Maximum deflection in a timber beam

In summary, the conversation discusses the calculation of the maximum deflection (in mm) of Radiata pine VSG8 timber joists supporting particle board flooring with a dead load of 8 kg/m2 and an imposed load of 3.5 kPa. The formula for maximum deflection is provided, but the value of "I" needs to be determined. The question also mentions an earlier calculation of the UDL using w= 1.2*dead + 1.5*live, which may need to be used in the calculation.
  • #1
nick.w
3
0

Homework Statement


Particle board flooring (dead load 8 kg/m2 including joist self-weight) is supported by a series
of Radiata pine VSG8, of call size 150 x 50, timber joists running parallel to one other at 450
mm centers and spanning L=3.8 m between supports. The floor supports an imposed load
of 3.5 kPa.
http://img14.imageshack.us/img14/7767/timbertable.png [Broken]
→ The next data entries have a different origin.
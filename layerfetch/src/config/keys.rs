//! Configuration key access and validation.
//!
//! This module provides a type-safe interface for getting and setting
//! configuration values by key name, with validation via the Specification Pattern.

use std::path::{Path, PathBuf};
use std::str::FromStr;
use thiserror::Error;

use super::settings::ConfigFile;
use super::parser::{expand_tilde, parse_layer_list};

/// Errors that can occur when getting or setting configuration values.
#[derive(Debug, Error)]
pub enum ConfigKeyError {
    /// Unknown configuration key.
    #[error("Unknown configuration key '{0}'")]
    UnknownKey(String),

    /// Validation failed for the value.
    #[error("Invalid value for {key}: {reason}")]
    ValidationFailed { key: String, reason: String },
}

/// Supported configuration keys.
///
/// Each key maps to a specific field in [`ConfigFile`] and knows how to
/// get and set its value with proper validation.
#[derive(Debug, Clone, Copy, PartialEq, Eq)]
pub enum ConfigKey {
    // Service settings
    ServiceUrl,

    // Download settings
    DownloadDirectory,
    DownloadPageSize,
    DownloadTimeout,
    DownloadMaxRetries,
    DownloadOutSr,
    DownloadLayers,

    // Logging settings
    LoggingFile,
}

impl FromStr for ConfigKey {
    type Err = ConfigKeyError;

    fn from_str(s: &str) -> Result<Self, Self::Err> {
        match s.to_lowercase().as_str() {
            "service.url" => Ok(ConfigKey::ServiceUrl),

            "download.directory" => Ok(ConfigKey::DownloadDirectory),
            "download.page_size" => Ok(ConfigKey::DownloadPageSize),
            "download.timeout" => Ok(ConfigKey::DownloadTimeout),
            "download.max_retries" => Ok(ConfigKey::DownloadMaxRetries),
            "download.out_sr" => Ok(ConfigKey::DownloadOutSr),
            "download.layers" => Ok(ConfigKey::DownloadLayers),

            "logging.file" => Ok(ConfigKey::LoggingFile),

            _ => Err(ConfigKeyError::UnknownKey(s.to_string())),
        }
    }
}

impl ConfigKey {
    /// Get the canonical key name (e.g., "download.page_size").
    pub fn name(&self) -> &'static str {
        match self {
            ConfigKey::ServiceUrl => "service.url",
            ConfigKey::DownloadDirectory => "download.directory",
            ConfigKey::DownloadPageSize => "download.page_size",
            ConfigKey::DownloadTimeout => "download.timeout",
            ConfigKey::DownloadMaxRetries => "download.max_retries",
            ConfigKey::DownloadOutSr => "download.out_sr",
            ConfigKey::DownloadLayers => "download.layers",
            ConfigKey::LoggingFile => "logging.file",
        }
    }

    /// Get the section name (e.g., "download").
    pub fn section(&self) -> &'static str {
        self.name().split('.').next().unwrap_or("")
    }

    /// Get the key name within the section (e.g., "page_size").
    pub fn key_name(&self) -> &'static str {
        self.name().split('.').nth(1).unwrap_or(self.name())
    }

    /// Get the value from a config file as a string.
    pub fn get(&self, config: &ConfigFile) -> String {
        match self {
            ConfigKey::ServiceUrl => config.service.url.clone().unwrap_or_default(),
            ConfigKey::DownloadDirectory => path_to_display(&config.download.directory),
            ConfigKey::DownloadPageSize => config.download.page_size.to_string(),
            ConfigKey::DownloadTimeout => config.download.timeout.to_string(),
            ConfigKey::DownloadMaxRetries => config.download.max_retries.to_string(),
            ConfigKey::DownloadOutSr => config
                .download
                .out_sr
                .map(|w| w.to_string())
                .unwrap_or_default(),
            ConfigKey::DownloadLayers => config
                .download
                .layers
                .iter()
                .map(|id| id.to_string())
                .collect::<Vec<_>>()
                .join(","),
            ConfigKey::LoggingFile => path_to_display(&config.logging.file),
        }
    }

    /// Set the value in a config file.
    ///
    /// Validates the value according to the key's specification before setting.
    /// On error the config is left unchanged.
    pub fn set(&self, config: &mut ConfigFile, value: &str) -> Result<(), ConfigKeyError> {
        self.validate(value)?;
        let value = value.trim();
        let failed = |reason: String| ConfigKeyError::ValidationFailed {
            key: self.name().to_string(),
            reason,
        };

        match self {
            ConfigKey::ServiceUrl => {
                config.service.url = optional_string(value.trim_end_matches('/'));
            }
            ConfigKey::DownloadDirectory => {
                config.download.directory = expand_tilde(value);
            }
            ConfigKey::DownloadPageSize => {
                config.download.page_size = value.parse().map_err(|e| failed(format!("{}", e)))?;
            }
            ConfigKey::DownloadTimeout => {
                config.download.timeout = value.parse().map_err(|e| failed(format!("{}", e)))?;
            }
            ConfigKey::DownloadMaxRetries => {
                config.download.max_retries = value.parse().map_err(|e| failed(format!("{}", e)))?;
            }
            ConfigKey::DownloadOutSr => {
                config.download.out_sr = match optional_string(value) {
                    Some(v) => Some(v.parse().map_err(|e| failed(format!("{}", e)))?),
                    None => None,
                };
            }
            ConfigKey::DownloadLayers => {
                config.download.layers = parse_layer_list(value).map_err(failed)?;
            }
            ConfigKey::LoggingFile => {
                config.logging.file = expand_tilde(value);
            }
        }
        Ok(())
    }

    /// Validate a value according to this key's specification.
    pub fn validate(&self, value: &str) -> Result<(), ConfigKeyError> {
        self.specification()
            .is_satisfied_by(value.trim())
            .map_err(|reason| ConfigKeyError::ValidationFailed {
                key: self.name().to_string(),
                reason,
            })
    }

    /// Get the validation specification for this key.
    fn specification(&self) -> Box<dyn ValueSpecification> {
        match self {
            ConfigKey::ServiceUrl => Box::new(OptionalUrlSpec),
            ConfigKey::DownloadDirectory => Box::new(PathSpec),
            ConfigKey::DownloadPageSize => Box::new(NonZeroIntegerSpec),
            ConfigKey::DownloadTimeout => Box::new(NonZeroIntegerSpec),
            ConfigKey::DownloadMaxRetries => Box::new(PositiveIntegerSpec),
            ConfigKey::DownloadOutSr => Box::new(OptionalWkidSpec),
            ConfigKey::DownloadLayers => Box::new(LayerListSpec),
            ConfigKey::LoggingFile => Box::new(PathSpec),
        }
    }

    /// Get all supported configuration keys.
    pub fn all() -> &'static [ConfigKey] {
        &[
            ConfigKey::ServiceUrl,
            ConfigKey::DownloadDirectory,
            ConfigKey::DownloadPageSize,
            ConfigKey::DownloadTimeout,
            ConfigKey::DownloadMaxRetries,
            ConfigKey::DownloadOutSr,
            ConfigKey::DownloadLayers,
            ConfigKey::LoggingFile,
        ]
    }
}

// ============================================================================
// Value Specifications (Specification Pattern)
// ============================================================================

/// Trait for value validation specifications.
trait ValueSpecification {
    /// Check if the value satisfies this specification.
    /// Returns Ok(()) if valid, Err(reason) if invalid.
    fn is_satisfied_by(&self, value: &str) -> Result<(), String>;
}

/// Specification for positive integer values.
struct PositiveIntegerSpec;

impl ValueSpecification for PositiveIntegerSpec {
    fn is_satisfied_by(&self, value: &str) -> Result<(), String> {
        value
            .parse::<u32>()
            .map(|_| ())
            .map_err(|_| "must be a positive integer".to_string())
    }
}

/// Specification for integers greater than zero.
struct NonZeroIntegerSpec;

impl ValueSpecification for NonZeroIntegerSpec {
    fn is_satisfied_by(&self, value: &str) -> Result<(), String> {
        match value.parse::<usize>() {
            Ok(n) if n > 0 => Ok(()),
            _ => Err("must be an integer greater than zero".to_string()),
        }
    }
}

/// Specification for an optional spatial reference WKID (empty allowed).
struct OptionalWkidSpec;

impl ValueSpecification for OptionalWkidSpec {
    fn is_satisfied_by(&self, value: &str) -> Result<(), String> {
        if value.is_empty() {
            return Ok(());
        }
        value
            .parse::<u32>()
            .map(|_| ())
            .map_err(|_| "must be a spatial reference WKID such as 4326, or empty".to_string())
    }
}

/// Specification for a comma-separated list of layer ids.
struct LayerListSpec;

impl ValueSpecification for LayerListSpec {
    fn is_satisfied_by(&self, value: &str) -> Result<(), String> {
        parse_layer_list(value).map(|_| ())
    }
}

/// Specification for path values (non-empty).
struct PathSpec;

impl ValueSpecification for PathSpec {
    fn is_satisfied_by(&self, value: &str) -> Result<(), String> {
        if value.is_empty() {
            Err("must be a valid path".to_string())
        } else {
            Ok(())
        }
    }
}

/// Specification for optional URL values.
struct OptionalUrlSpec;

impl ValueSpecification for OptionalUrlSpec {
    fn is_satisfied_by(&self, value: &str) -> Result<(), String> {
        if value.is_empty() {
            return Ok(());
        }
        if value.starts_with("http://") || value.starts_with("https://") {
            Ok(())
        } else {
            Err("must be a URL starting with 'http://' or 'https://'".to_string())
        }
    }
}

// ============================================================================
// Helper Functions
// ============================================================================

/// Convert path to display string, collapsing home dir to ~.
fn path_to_display(path: &Path) -> String {
    if let Some(home) = dirs::home_dir() {
        if let Ok(stripped) = path.strip_prefix(&home) {
            return format!("~/{}", stripped.display());
        }
    }
    path.display().to_string()
}

/// Convert empty string to None, non-empty to Some.
fn optional_string(value: &str) -> Option<String> {
    if value.is_empty() {
        None
    } else {
        Some(value.to_string())
    }
}
//! ArcGIS FeatureServer REST access.
//!
//! The service is treated as a black-box paged collection endpoint. This
//! module owns everything that knows about its wire format: URL parameters,
//! Esri JSON documents and geometry encoding. Network I/O goes through the
//! [`HttpClient`] trait so tests can stand in a scripted server.
//!
//! ```ignore
//! use layerfetch::arcgis::{FeatureService, ReqwestClient};
//!
//! let client = ReqwestClient::new()?;
//! let service = FeatureService::new(&client, "https://host/arcgis/rest/services/Hydro/FeatureServer");
//! for layer in service.layers()? {
//!     println!("{}", layer);
//! }
//! ```

mod catalog;
mod error;
pub mod esri;
mod http;
mod layer;
pub mod query;

pub use catalog::{layer_metadata, FeatureService};
pub use error::ServiceError;
pub use http::{HttpClient, HttpError, ReqwestClient, DEFAULT_REQUEST_TIMEOUT};
pub use layer::{schema_from_esri, LayerDescriptor, LayerMetadata, DEFAULT_OBJECT_ID_FIELD};

#[cfg(test)]
pub(crate) mod mock;
/// Declared schema, or one inferred from attribute values when none was declared.
fn effective_fields(collection: &FeatureCollection) -> Vec<FieldDef> {
    if !collection.fields.is_empty() {
        return collection.fields.clone();
    }

    let mut inferred: IndexMap<String, Option<FieldKind>> = IndexMap::new();
    for feature in collection {
        for (name, value) in &feature.attributes {
            let seen = inferred.entry(name.clone()).or_insert(None);
            let kind = match value {
                AttributeValue::Null => continue,
                AttributeValue::Integer(_) => FieldKind::Integer,
                AttributeValue::Float(_) => FieldKind::Float,
                AttributeValue::Text(_) => FieldKind::Text,
            };
            *seen = Some(match (*seen, kind) {
                (None, k) => k,
                (Some(FieldKind::Integer), FieldKind::Float) => FieldKind::Float,
                (Some(FieldKind::Float), FieldKind::Integer) => FieldKind::Float,
                (Some(a), b) if a == b => a,
                _ => FieldKind::Text,
            });
        }
    }

    inferred
        .into_iter()
        .map(|(name, kind)| FieldDef::new(name, kind.unwrap_or(FieldKind::Text)))
        .collect()
}

fn table_builder(
    columns: &[(String, FieldDef)],
    shp: &Path,
) -> Result<TableWriterBuilder, PersistenceError> {
    let mut builder = TableWriterBuilder::new();
    for (dbf_name, field) in columns {
        let name = FieldName::try_from(dbf_name.as_str()).map_err(|_| {
            PersistenceError::format(shp, format!("invalid column name '{}'", dbf_name))
        })?;
        builder = match field.kind {
            FieldKind::ObjectId | FieldKind::Integer => builder.add_numeric_field(name, INTEGER_WIDTH, 0),
            FieldKind::Float => builder.add_numeric_field(name, FLOAT_WIDTH, FLOAT_DECIMALS),
            FieldKind::Text => builder.add_character_field(name, DBF_TEXT_LEN as u8),
            FieldKind::Date => builder.add_date_field(name),
        };
    }
    Ok(builder)
}

/// Convert every feature, then write shapes and records in one pass.
///
/// Returns `(written, skipped)`.
fn write_shapes<S, F>(
    shp: &Path,
    table: TableWriterBuilder,
    collection: &FeatureCollection,
    columns: &[(String, FieldDef)],
    convert: F,
) -> Result<(usize, usize), PersistenceError>
where
    S: EsriShape,
    F: Fn(&Geometry<f64>) -> Result<Option<S>, String>,
{
    let mut items: Vec<(S, Record)> = Vec::with_capacity(collection.len());
    let mut skipped = 0;

    for feature in collection {
        let shape = match &feature.geometry {
            Some(geometry) => convert(geometry).map_err(|reason| {
                PersistenceError::format(shp, format!("feature {}: {}", feature.id, reason))
            })?,
            None => None,
        };
        match shape {
            Some(shape) => items.push((shape, build_record(feature, columns))),
            None => skipped += 1,
        }
    }

    // Headers are finalised when the writer drops at the end of this scope.
    let mut writer =
        shapefile::Writer::from_path(shp, table).map_err(|e| PersistenceError::shapefile(shp, e))?;
    for (shape, record) in &items {
        writer
            .write_shape_and_record(shape, record)
            .map_err(|e| PersistenceError::shapefile(shp, e))?;
    }

    Ok((items.len(), skipped))
}

fn build_record(feature: &Feature, columns: &[(String, FieldDef)]) -> Record {
    let mut record = Record::default();
    for (dbf_name, field) in columns {
        let value = feature.attributes.get(&field.name).unwrap_or(&AttributeValue::Null);
        record.insert(dbf_name.clone(), field_value(field.kind, value));
    }
    record
}

fn field_value(kind: FieldKind, value: &AttributeValue) -> FieldValue {
    match kind {
        FieldKind::ObjectId | FieldKind::Integer => FieldValue::Numeric(match value {
            AttributeValue::Integer(i) => Some(*i as f64),
            AttributeValue::Float(f) => Some(f.trunc()),
            AttributeValue::Text(s) => s.trim().parse::<i64>().ok().map(|i| i as f64),
            AttributeValue::Null => None,
        }),
        FieldKind::Float => FieldValue::Numeric(match value {
            AttributeValue::Integer(i) => Some(*i as f64),
            AttributeValue::Float(f) if f.is_finite() => Some(*f),
            AttributeValue::Text(s) => s.trim().parse::<f64>().ok(),
            _ => None,
        }),
        FieldKind::Text => FieldValue::Character(match value {
            AttributeValue::Null => None,
            other => Some(truncate_bytes(&other.to_string(), DBF_TEXT_LEN).to_string()),
        }),
        FieldKind::Date => FieldValue::Date(
            value
                .as_i64()
                .and_then(DateTime::<Utc>::from_timestamp_millis)
                .map(|dt| dbase::Date::new(dt.day(), dt.month(), dt.year() as u32)),
        ),
    }
}
//! HTTP client abstraction for testability

use std::fmt;
use std::time::Duration;

use tracing::{debug, trace, warn};

/// Default per-request timeout. A page that takes longer fails like any
/// other page-level transport error.
pub const DEFAULT_REQUEST_TIMEOUT: Duration = Duration::from_secs(30);

/// Errors raised by an [`HttpClient`].
#[derive(Debug, Clone, PartialEq)]
pub enum HttpError {
    /// Connection or request construction failed
    Request(String),
    /// The request exceeded the client timeout
    Timeout(String),
    /// Server answered with a non-success status
    Status { status: u16, url: String },
    /// Response body could not be read
    Body(String),
}

impl fmt::Display for HttpError {
    fn fmt(&self, f: &mut fmt::Formatter<'_>) -> fmt::Result {
        match self {
            HttpError::Request(msg) => write!(f, "Request failed: {}", msg),
            HttpError::Timeout(url) => write!(f, "Request timed out: {}", url),
            HttpError::Status { status, url } => write!(f, "HTTP {} from {}", status, url),
            HttpError::Body(msg) => write!(f, "Failed to read response: {}", msg),
        }
    }
}

impl std::error::Error for HttpError {}

/// Trait for blocking HTTP GET operations.
///
/// The fetcher and catalog only ever need GET; keeping the seam this narrow
/// lets tests stand in a scripted FeatureServer.
pub trait HttpClient: Send + Sync {
    /// Performs an HTTP GET request and returns the response body.
    fn get(&self, url: &str) -> Result<Vec<u8>, HttpError>;
}

impl<C: HttpClient + ?Sized> HttpClient for &C {
    fn get(&self, url: &str) -> Result<Vec<u8>, HttpError> {
        (**self).get(url)
    }
}

impl<C: HttpClient + ?Sized> HttpClient for std::sync::Arc<C> {
    fn get(&self, url: &str) -> Result<Vec<u8>, HttpError> {
        (**self).get(url)
    }
}

/// Real HTTP client implementation using reqwest.
#[derive(Clone)]
pub struct ReqwestClient {
    client: reqwest::blocking::Client,
}

const USER_AGENT: &str = concat!("layerfetch/", env!("CARGO_PKG_VERSION"));

impl ReqwestClient {
    /// Creates a new ReqwestClient with the default timeout.
    pub fn new() -> Result<Self, HttpError> {
        Self::with_timeout(DEFAULT_REQUEST_TIMEOUT)
    }

    /// Creates a new ReqwestClient with a custom per-request timeout.
    pub fn with_timeout(timeout: Duration) -> Result<Self, HttpError> {
        let client = reqwest::blocking::Client::builder()
            .timeout(timeout)
            .user_agent(USER_AGENT)
            .build()
            .map_err(|e| HttpError::Request(format!("Failed to create HTTP client: {}", e)))?;

        Ok(Self { client })
    }
}

impl HttpClient for ReqwestClient {
    fn get(&self, url: &str) -> Result<Vec<u8>, HttpError> {
        trace!(url = url, "HTTP GET request starting");

        let response = match self.client.get(url).send() {
            Ok(resp) => {
                debug!(
                    url = url,
                    status = resp.status().as_u16(),
                    "HTTP response received"
                );
                resp
            }
            Err(e) => {
                warn!(
                    url = url,
                    error = %e,
                    is_connect = e.is_connect(),
                    is_timeout = e.is_timeout(),
                    "HTTP request failed"
                );
                if e.is_timeout() {
                    return Err(HttpError::Timeout(url.to_string()));
                }
                return Err(HttpError::Request(e.to_string()));
            }
        };

        if !response.status().is_success() {
            warn!(
                url = url,
                status = response.status().as_u16(),
                "HTTP error status"
            );
            return Err(HttpError::Status {
                status: response.status().as_u16(),
                url: url.to_string(),
            });
        }

        match response.bytes() {
            Ok(bytes) => {
                trace!(url = url, bytes = bytes.len(), "HTTP response body read");
                Ok(bytes.to_vec())
            }
            Err(e) => {
                warn!(url = url, error = %e, "Failed to read response body");
                if e.is_timeout() {
                    Err(HttpError::Timeout(url.to_string()))
                } else {
                    Err(HttpError::Body(e.to_string()))
                }
            }
        }
    }
}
Assuming strength requirements are OK (they may or may not be), what would be the
maximum deflection (in mm) of the joist?
Assume allowable deflection for the joist is L/350. Is the calculated deflection
acceptable?

NOTE: for this calculation use w = 1.0 * Dead + 1.0 * Live
(use gauged, kiln dried section size for timber section)

Homework Equations



Max Deflection = 5wL4 / (384EI)For the above formulae:
L is the length of the beam,
E is Young’s Modulus (Units Pa, MPa, GPa)
I is the Second Moment of Area of the cross-sectional shape of the beam (units m4 or mm4)

The Attempt at a Solution



I think this is the correct formula but need to be certain. Also how do I find "I" if this is the correct forumla.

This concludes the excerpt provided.